White House: President will reject ObamaCare defunding measure

President Obama would approve a short-term continuing resolution that kept the federal government open while lawmakers hammered out a comprehensive budget deal, White House press secretary Jay Carney said Thursday.

"When you're talking about short-term extensions, you know, we would consider a clean [continuing resolution] that prevents a shutdown and allows time for Congress to find a long-term solution to its budget challenges when it comes to avoiding a shutdown," Carney said. 

But Carney said the president would reject any legislation that delayed or defunded his signature healthcare law.

"We will not accept anything that delays or defunds ObamaCare," Carney said. "Congress needs to pass a budget and not attach politically motivated riders to their funding bills."

The press secretary declined to explicitly rule out a short-term deal that would keep spending at the level of the sequester, which imposed automatic spending cuts on the government earlier this year. 

Carney also said that the president would not "not accept anything that further cuts the investments we need to grow our economy, create jobs and strengthen the middle class."

GOP leaders are under pressure to move a funding bill that defunds the healthcare law. 

Speaker John Boehner (R-Ohio) on Thursday said the House was still trying to figure out how to move forward with a funding measure given the different views in his conference.

Carney accused Republicans of attempting to "refight old battles."

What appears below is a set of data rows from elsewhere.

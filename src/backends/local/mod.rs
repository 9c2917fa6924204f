// Copyright (c) 2025 Steve Wagner (ciroque@live.com)
// SPDX-License-Identifier: MIT

pub mod elements;
pub mod factory;

pub use elements::*;
pub use factory::LocalElementFactory;
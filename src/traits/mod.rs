pub mod element;

pub use element::{Element, ElementInit, ElementResponse, GeneratorResponse, StreamEvent, Swag};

"Setting aside all the policy significance of these decisions, the Republican leadership itself has said it would be politically damaging to them to allow the government to shut down," he added. "And we agree. They should not do it. And they should not do it for a host of reasons."

The White House has suggested in recent days that they are returning their focus to the budget after the crisis in Syria dominated attention in recent weeks. Obama will visit leaders at the Business Roundtable next week — a forum he has used before to press lawmakers to strike a budget deal.

Earlier Thursday, Obama said that the American people remained interested in lawmakers "dealing properly with a federal budget, that bills are being paid on time, that the full faith and credit of the United States is preserved and that the federal government itself, in every single agency, is running the way it should, making sure that our constituents, the American people, are getting good service."